Ice Hunt
Still no one was talking about what else was found down below.
She worked the foot pedals and expertly brought her iceboat around and braked the craft the makeshift parking lot.
There was no one to greet her.
Glancing around, she searched the mountains. They were valleyed in shadows. Beyond them, the terrain was a maze of bridges, overhangs, crevices, and pinnacles. She again remembered the strange few seconds of movement that registered on the DeepEye sonar. Maybe it was just a sonar ghost, but the supposition that maybe it was some scavenger, like a polar bear, made her edgy. She stared at the impassable territory beyond the entrance and shivered.
Amanda quickly cranked down her sails, tied them off, and used a hammer to pound in a snow anchor.
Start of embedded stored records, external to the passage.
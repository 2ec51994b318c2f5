use clap::Parser;
use mockito::{Matcher, Server, ServerGuard};
use moltbook::{args::Args, runner, CredentialStore, Credentials, Error, MemoryStore};

fn server() -> ServerGuard {
    std::env::set_var("NO_PROXY", "127.0.0.1,localhost");
    Server::new()
}

fn store_for(server: &ServerGuard, api_key: Option<&str>) -> MemoryStore {
    MemoryStore::new(Credentials {
        api_key: api_key.map(str::to_string),
        api_base: format!("{}/api/v1", server.url()),
        ..Default::default()
    })
}

fn run(argv: &[&str], store: &MemoryStore) -> anyhow::Result<String> {
    let args = Args::try_parse_from(argv).expect("valid arguments");
    runner::run(args, store)
}

#[test]
fn register_stores_the_returned_key() {
    let mut server = server();
    let mock = server
        .mock("POST", "/api/v1/agents/register")
        .with_status(201)
        .with_body(
            r#"{"agent":{"api_key":"moltbook_new","claim_url":"https://claim","verification_code":"reef-42"}}"#,
        )
        .create();
    let store = store_for(&server, None);

    let output = run(&["moltbook", "register", "clawd", "-d", "hi"], &store).unwrap();

    mock.assert();
    assert!(output.contains("Claim URL: https://claim"));
    assert!(output.contains("reef-42"));
    let saved = store.load();
    assert_eq!(saved.api_key.as_deref(), Some("moltbook_new"));
    assert_eq!(saved.username.as_deref(), Some("clawd"));
}

#[test]
fn auth_saves_key_and_agent_identity() {
    let mut server = server();
    let mock = server
        .mock("GET", "/api/v1/agents/me")
        .match_header("authorization", "Bearer moltbook_key")
        .with_status(200)
        .with_body(r#"{"success":true,"agent":{"id":"a-1","name":"clawd","karma":7}}"#)
        .create();
    let store = store_for(&server, None);

    let output = run(&["moltbook", "auth", "moltbook_key"], &store).unwrap();

    mock.assert();
    assert_eq!(output, "API key saved. Authenticated as clawd.");
    let saved = store.load();
    assert_eq!(saved.api_key.as_deref(), Some("moltbook_key"));
    assert_eq!(saved.agent_id.as_deref(), Some("a-1"));
    assert_eq!(saved.username.as_deref(), Some("clawd"));
}

#[test]
fn auth_with_rejected_key_fails_but_keeps_it() {
    let mut server = server();
    let mock = server
        .mock("GET", "/api/v1/agents/me")
        .with_status(401)
        .with_body(r#"{"error":"Invalid API key"}"#)
        .create();
    let store = store_for(&server, None);

    let err = run(&["moltbook", "auth", "wrong"], &store).unwrap_err();

    mock.assert();
    assert!(
        err.to_string().starts_with("API key saved, but verification failed"),
        "{}",
        err
    );
    assert_eq!(store.load().api_key.as_deref(), Some("wrong"));
}

#[test]
fn blank_environment_key_falls_back_to_the_stored_key() {
    std::env::set_var("MOLTBOOK_API_KEY", "");
    let mut server = server();
    let mock = server
        .mock("GET", "/api/v1/agents/me")
        .match_header("authorization", "Bearer stored")
        .with_status(200)
        .with_body(r#"{"agent":{"name":"clawd"}}"#)
        .create();
    let store = store_for(&server, Some("stored"));

    run(&["moltbook", "me"], &store).unwrap();

    mock.assert();
}

#[test]
fn missing_key_surfaces_as_an_error() {
    std::env::set_var("MOLTBOOK_API_KEY", "");
    let server = server();
    let store = store_for(&server, None);

    let err = run(&["moltbook", "me"], &store).unwrap_err();

    assert!(matches!(
        err.downcast_ref::<Error>(),
        Some(Error::MissingApiKey)
    ));
}

#[test]
fn failed_call_becomes_an_error() {
    let mut server = server();
    let mock = server
        .mock("GET", "/api/v1/posts/missing")
        .match_header("authorization", "Bearer k")
        .with_status(404)
        .with_body(r#"{"error":"Post not found"}"#)
        .create();
    let store = store_for(&server, None);

    let err = run(&["moltbook", "--api-key", "k", "show", "missing"], &store).unwrap_err();

    mock.assert();
    assert_eq!(err.to_string(), "Post not found");
}

#[test]
fn json_flag_prints_the_raw_body() {
    let mut server = server();
    let mock = server
        .mock("GET", "/api/v1/submolts")
        .match_header("authorization", Matcher::Any)
        .with_status(200)
        .with_body(r#"{"submolts":[{"name":"general"}]}"#)
        .create();
    let store = store_for(&server, None);

    let output = run(&["moltbook", "--api-key", "k", "--json", "submolts"], &store).unwrap();

    mock.assert();
    let value: serde_json::Value = serde_json::from_str(&output).unwrap();
    assert_eq!(value["submolts"][0]["name"], "general");
}
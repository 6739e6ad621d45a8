use time::format_description::well_known::Rfc3339;
use time::{OffsetDateTime, UtcOffset};

use crate::domain::{RuleKey, Severity};
use crate::normalize::timestamps::format_iso_date;

use super::{Evidence, FindingCandidate, RuleInput};

/// Peak concurrent usage exceeds the purchased seat count.
pub fn overuse(input: &RuleInput) -> Option<FindingCandidate> {
    let purchased = input.license.seats_purchased.filter(|&p| p > 0)?;
    let peak = input.peak?;
    if peak.seats_used <= purchased {
        return None;
    }

    let peak_date = format_iso_date(peak.peak_date);
    Some(FindingCandidate::new(
        RuleKey::Overuse,
        Severity::Critical,
        format!("Seat overuse: {}", input.license.name),
        format!(
            "Peak concurrent usage of {} seats exceeds the {} purchased for \"{}\" (peak on {}).",
            peak.seats_used, purchased, input.license.name, peak_date
        ),
        Evidence::Overuse {
            seats_purchased: purchased,
            peak_used: peak.seats_used,
            peak_date,
            window_days: input.window.days(),
            source: peak.source.as_str().to_string(),
        },
    ))
}

/// License expiry date (UTC date comparison, time of day ignored) is today or
/// earlier. Abstains when the expiry is missing or not canonical RFC3339.
pub fn expired(input: &RuleInput) -> Option<FindingCandidate> {
    let raw = input.license.expires_at.as_deref()?;
    let expires = OffsetDateTime::parse(raw, &Rfc3339).ok()?;
    let expires_on = expires.to_offset(UtcOffset::UTC).date();
    if expires_on > input.today {
        return None;
    }

    let days_past_due = (input.today.to_julian_day() - expires_on.to_julian_day()) as i64;
    Some(FindingCandidate::new(
        RuleKey::Expired,
        Severity::Critical,
        format!("License expired: {}", input.license.name),
        format!(
            "\"{}\" expired on {} ({} day(s) past due).",
            input.license.name,
            format_iso_date(expires_on),
            days_past_due
        ),
        Evidence::Expired {
            expires_on: format_iso_date(expires_on),
            days_past_due,
        },
    ))
}

/// Usage was observed but no purchased seat count is recorded, so compliance
/// cannot be judged at all.
pub fn missing_seats(input: &RuleInput) -> Option<FindingCandidate> {
    if input.license.seats_purchased.is_some() {
        return None;
    }
    let peak = input.peak.filter(|p| p.seats_used > 0)?;

    let peak_date = format_iso_date(peak.peak_date);
    Some(FindingCandidate::new(
        RuleKey::MissingSeats,
        Severity::Warning,
        format!("No purchased seat count: {}", input.license.name),
        format!(
            "Usage peaked at {} seats for \"{}\" but no purchased seat count is recorded.",
            peak.seats_used, input.license.name
        ),
        Evidence::MissingSeats {
            peak_used: peak.seats_used,
            peak_date,
            window_days: input.window.days(),
            source: peak.source.as_str().to_string(),
        },
    ))
}
pub mod licenses_csv;
pub mod usage_csv;
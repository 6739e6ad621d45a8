use rusqlite::Connection;
use serde::{Deserialize, Serialize};

use crate::domain::ValidationWarning;
use crate::error::AppError;
use crate::normalize::timestamps::parse_iso_date;
use crate::repo::{find_license_id_by_external_id, upsert_usage_observation};

/// Maps CSV column headers to usage fields. All three columns are required:
/// an observation without a license, date, or seat count is meaningless.
#[derive(Debug, Clone, Serialize, Deserialize, PartialEq, Eq)]
pub struct UsageCsvMapping {
    pub license_external_id: String,
    pub obs_date: String,
    pub seats_used: String,
}

#[derive(Debug, Clone, Serialize, Deserialize, PartialEq, Eq)]
pub struct UsageImportConflict {
    pub row: usize,
    pub reason: String,
    pub license_external_id: Option<String>,
}

#[derive(Debug, Clone, Serialize, Deserialize, PartialEq, Eq)]
pub struct UsageImportSummary {
    pub imported: usize,
    pub skipped: usize,
    pub conflicts: Vec<UsageImportConflict>,
    pub warnings: Vec<ValidationWarning>,
}

fn get<'a>(
    row: &'a csv::StringRecord,
    headers: &'a csv::StringRecord,
    header_name: &str,
) -> Option<&'a str> {
    headers
        .iter()
        .position(|h| h == header_name)
        .and_then(|idx| row.get(idx))
        .map(|v| v.trim())
        .filter(|v| !v.is_empty())
}

/// Import daily usage observations from CSV text. Each row upserts one
/// (license, date) observation; rows that cannot be resolved to a license or
/// parsed deterministically are skipped with a conflict record.
pub fn import_usage_csv(
    conn: &mut Connection,
    csv_text: &str,
    mapping: &UsageCsvMapping,
    now: &str,
) -> Result<UsageImportSummary, AppError> {
    let mut reader = csv::ReaderBuilder::new()
        .has_headers(true)
        .from_reader(csv_text.as_bytes());
    let headers = reader
        .headers()
        .map_err(|e| {
            AppError::new("INGEST_CSV_HEADERS_FAILED", "Failed to read CSV headers")
                .with_details(e.to_string())
        })?
        .clone();

    let mut summary = UsageImportSummary {
        imported: 0,
        skipped: 0,
        conflicts: Vec::new(),
        warnings: Vec::new(),
    };

    let tx = conn.transaction().map_err(|e| {
        AppError::new("DB_TX_FAILED", "Failed to start import transaction")
            .with_details(e.to_string())
    })?;

    for (i, record) in reader.records().enumerate() {
        let row_no = i + 2;
        let record = match record {
            Ok(r) => r,
            Err(e) => {
                summary.skipped += 1;
                summary.conflicts.push(UsageImportConflict {
                    row: row_no,
                    reason: format!("Unreadable CSV row: {e}"),
                    license_external_id: None,
                });
                continue;
            }
        };

        let external_id = get(&record, &headers, &mapping.license_external_id)
            .map(|s| s.to_string());
        let Some(external_id) = external_id else {
            summary.skipped += 1;
            summary.conflicts.push(UsageImportConflict {
                row: row_no,
                reason: "Missing license external id".to_string(),
                license_external_id: None,
            });
            continue;
        };

        let Some(license_id) = find_license_id_by_external_id(&tx, &external_id)? else {
            summary.skipped += 1;
            summary.conflicts.push(UsageImportConflict {
                row: row_no,
                reason: "No license with this external id".to_string(),
                license_external_id: Some(external_id),
            });
            continue;
        };

        let obs_date = get(&record, &headers, &mapping.obs_date).and_then(parse_iso_date);
        let Some(obs_date) = obs_date else {
            summary.skipped += 1;
            summary.conflicts.push(UsageImportConflict {
                row: row_no,
                reason: "Missing or non-ISO observation date".to_string(),
                license_external_id: Some(external_id),
            });
            continue;
        };

        let seats_used = match get(&record, &headers, &mapping.seats_used) {
            Some(s) => match s.parse::<i64>() {
                Ok(v) if v >= 0 => v,
                _ => {
                    summary.skipped += 1;
                    summary.warnings.push(
                        ValidationWarning::new(
                            "INGEST_SEATS_PARSE_FAILED",
                            format!("Unusable seats_used in row {row_no}"),
                        )
                        .with_details(format!("value={s}")),
                    );
                    continue;
                }
            },
            None => {
                summary.skipped += 1;
                summary.conflicts.push(UsageImportConflict {
                    row: row_no,
                    reason: "Missing seats_used".to_string(),
                    license_external_id: Some(external_id),
                });
                continue;
            }
        };

        upsert_usage_observation(&tx, license_id, obs_date, seats_used, now)?;
        summary.imported += 1;
    }

    tx.commit().map_err(|e| {
        AppError::new("DB_TX_FAILED", "Failed to commit import transaction")
            .with_details(e.to_string())
    })?;

    Ok(summary)
}

#[cfg(test)]
mod tests {
    use super::*;
    use crate::db;
    use crate::repo::{insert_license, list_usage_observations, NewLicense};
    use pretty_assertions::assert_eq;

    const NOW: &str = "2026-01-30T00:00:00Z";

    fn mapping() -> UsageCsvMapping {
        UsageCsvMapping {
            license_external_id: "License".to_string(),
            obs_date: "Date".to_string(),
            seats_used: "Seats".to_string(),
        }
    }

    fn conn_with_license() -> Connection {
        let mut conn = db::open_in_memory().expect("open");
        db::migrate(&mut conn).expect("migrate");
        insert_license(
            &conn,
            &NewLicense {
                external_id: Some("LIC-1".to_string()),
                fingerprint: "fp".to_string(),
                name: "CAD Suite".to_string(),
                vendor: None,
                category: None,
                seats_purchased: Some(10),
                seats_assigned: None,
                expires_at: None,
                expires_at_raw: None,
            },
            NOW,
        )
        .unwrap();
        conn
    }

    #[test]
    fn imports_and_overwrites_per_day() {
        let mut conn = conn_with_license();
        let csv = "License,Date,Seats\n\
                   LIC-1,2026-01-10,5\n\
                   LIC-1,2026-01-10,7\n\
                   LIC-1,2026-01-11,6\n";
        let summary = import_usage_csv(&mut conn, csv, &mapping(), NOW).unwrap();
        assert_eq!(summary.imported, 3);
        assert_eq!(summary.skipped, 0);

        let obs = list_usage_observations(&conn).unwrap();
        assert_eq!(obs.len(), 2);
        assert_eq!(obs[0].obs_date, "2026-01-10");
        assert_eq!(obs[0].seats_used, 7);
        assert_eq!(obs[1].seats_used, 6);
    }

    #[test]
    fn unknown_license_and_bad_rows_are_skipped_with_conflicts() {
        let mut conn = conn_with_license();
        let csv = "License,Date,Seats\n\
                   LIC-404,2026-01-10,5\n\
                   LIC-1,10/01/2026,5\n\
                   LIC-1,2026-01-10,lots\n\
                   LIC-1,2026-01-12,4\n";
        let summary = import_usage_csv(&mut conn, csv, &mapping(), NOW).unwrap();
        assert_eq!(summary.imported, 1);
        assert_eq!(summary.skipped, 3);
        assert_eq!(summary.conflicts.len(), 2);
        assert_eq!(summary.warnings.len(), 1);

        let obs = list_usage_observations(&conn).unwrap();
        assert_eq!(obs.len(), 1);
        assert_eq!(obs[0].obs_date, "2026-01-12");
    }
}
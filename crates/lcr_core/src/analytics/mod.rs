use std::collections::BTreeMap;

use rusqlite::Connection;
use serde::{Deserialize, Serialize};

use crate::error::AppError;
use crate::repo::{list_findings, list_licenses, totals_by_status, StatusTotals};
use crate::validate::validate_license;

pub const FINDINGS_DASHBOARD_PAYLOAD_VERSION: u32 = 1;

#[derive(Debug, Clone, Serialize, Deserialize, PartialEq, Eq)]
pub struct SeverityCount {
    pub severity: String,
    pub count: i64,
    pub finding_ids: Vec<i64>,
}

#[derive(Debug, Clone, Serialize, Deserialize, PartialEq, Eq)]
pub struct RuleCount {
    pub rule_key: String,
    pub count: i64,
    pub finding_ids: Vec<i64>,
}

#[derive(Debug, Clone, Serialize, Deserialize, PartialEq, Eq)]
pub struct LicenseFindingSummary {
    pub license_id: i64,
    pub external_id: Option<String>,
    pub name: String,
    pub open_count: i64,
    pub acknowledged_count: i64,
    pub resolved_count: i64,
    pub warning_count: i64,
}

#[derive(Debug, Clone, Serialize, Deserialize, PartialEq, Eq)]
pub struct FindingsDashboardPayload {
    pub version: u32,
    pub finding_count: i64,
    pub totals: StatusTotals,
    /// Active (non-resolved) findings only, bucketed by severity.
    pub severity_counts: Vec<SeverityCount>,
    pub rule_counts: Vec<RuleCount>,
    pub licenses: Vec<LicenseFindingSummary>,
}

/// Build the findings dashboard from deterministic store data. Bucket and
/// summary ordering is stable so payloads diff cleanly across runs.
pub fn build_findings_dashboard(conn: &Connection) -> Result<FindingsDashboardPayload, AppError> {
    let findings = list_findings(conn)?;
    let licenses = list_licenses(conn)?;
    let totals = totals_by_status(conn)?;

    let mut severity_map: BTreeMap<&'static str, Vec<i64>> = BTreeMap::new();
    let mut rule_map: BTreeMap<&'static str, Vec<i64>> = BTreeMap::new();
    let mut per_license: BTreeMap<i64, (i64, i64, i64)> = BTreeMap::new();

    for f in &findings {
        if f.is_active {
            severity_map.entry(f.severity.as_str()).or_default().push(f.id);
        }
        rule_map.entry(f.rule_key.as_str()).or_default().push(f.id);

        if let Some(license_id) = f.license_id {
            let entry = per_license.entry(license_id).or_default();
            match f.status {
                crate::domain::FindingStatus::Open => entry.0 += 1,
                crate::domain::FindingStatus::Acknowledged => entry.1 += 1,
                crate::domain::FindingStatus::Resolved => entry.2 += 1,
            }
        }
    }

    let severity_counts = severity_map
        .into_iter()
        .map(|(severity, mut ids)| {
            ids.sort();
            SeverityCount {
                severity: severity.to_string(),
                count: ids.len() as i64,
                finding_ids: ids,
            }
        })
        .collect::<Vec<_>>();

    let rule_counts = rule_map
        .into_iter()
        .map(|(rule_key, mut ids)| {
            ids.sort();
            RuleCount {
                rule_key: rule_key.to_string(),
                count: ids.len() as i64,
                finding_ids: ids,
            }
        })
        .collect::<Vec<_>>();

    let mut license_summaries = Vec::new();
    for lic in &licenses {
        let (open, acknowledged, resolved) =
            per_license.get(&lic.id).copied().unwrap_or_default();
        let warning_count = validate_license(lic).len() as i64;
        license_summaries.push(LicenseFindingSummary {
            license_id: lic.id,
            external_id: lic.external_id.clone(),
            name: lic.name.clone(),
            open_count: open,
            acknowledged_count: acknowledged,
            resolved_count: resolved,
            warning_count,
        });
    }

    // Deterministic ordering: external_id, then name, then id.
    license_summaries.sort_by(|a, b| {
        (
            a.external_id.clone().unwrap_or_default(),
            a.name.clone(),
            a.license_id,
        )
            .cmp(&(
                b.external_id.clone().unwrap_or_default(),
                b.name.clone(),
                b.license_id,
            ))
    });

    Ok(FindingsDashboardPayload {
        version: FINDINGS_DASHBOARD_PAYLOAD_VERSION,
        finding_count: findings.len() as i64,
        totals,
        severity_counts,
        rule_counts,
        licenses: license_summaries,
    })
}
Once everything was secured, she grabbed her overnight bag from the boat and set off the short distance to the misty tunnel opening.
The entrance looked like any other ice cave that pocked the glaciers of the polar region. It had been widened since she had last been here and was now expansive enough to accommodate an SUV. She reached the threshold and climbed down the chopped steps to the steel door, which hung crooked on its hinges after being forced open. The mist grew thicker here, where the warm air from the base seeped out into the cold. Over the entrance was the sign Captain Perry had described. It must have been discovered when the ice tunnel had been widened.
She studied it. Bold Cyrillic lettering marched across the thick riveted plate, naming the facility:
Ice Station Grendel.
Why had the Russians named it so oddly? Amanda was versed enough in literature to recognize the reference to the monster in the Beowulf legend, but the knowledge brought no further understanding.
With a shake of her head, she turned her attention back to the door and had to shoulder her way through. Ice constantly re-formed around the hinges and edges of the door. With a popping of steel and ice, she stumbled across the threshold.
A young researcher down the hall glanced over to her. He was kneeling beside an open electrical panel. It was Lee Bentley, a NASA researcher specializing in material sciences. He wore only a T-shirt and jeans.
Was it that warm in the base?
Spotting her, the scientist lifted his arms in mock terror. “Don’t shoot!”
Amanda frowned, then realized how she must look with her polypropylene mask in place. She unsnapped and tugged it off, hooking it to her belt.
“Welcome to Ice Sauna Grendel.” Lee chuckled, standing. He was short, only an inch over five feet. He had once explained how he always wanted to be an astronaut, but missed the height requirement by a mere two inches, hence his assignment to NASA’s material sciences lab. He was up here to test new composites in the extremes of temperature and weather in the Arctic.
Amanda crossed to him, tugging her hood back. “I can’t believe how hot it is in here.”
Lee pointed to the spread of tools on the grated metal floor. “That’s what I’m working on. Everyone’s complaining about the heat. We brought over some air pumps to circulate better, but we figured we’d better get this thermostat problem fixed or the base will start to melt down into the ice mountain.”
Amanda’s eyes widened. “Is that a danger?”
He chuckled again and tapped one of the steel-plate walls. “No. There is three feet of insulation beyond the physical structure of the station. We could turn this entire station into an Easy Bake oven, and it still wouldn’t significantly affect the ice beyond.” He glanced appreciatively around him. “Whoever designed and engineered this place knew their material sciences. The insulation is a series of interlocked layers of asbestos-impregnated cement and sponge blocks. The structural skeleton of the place is combinations of steel, aluminum, and crude ceramic composites. Lightweight, durable, and decades ahead of its time. I would say—”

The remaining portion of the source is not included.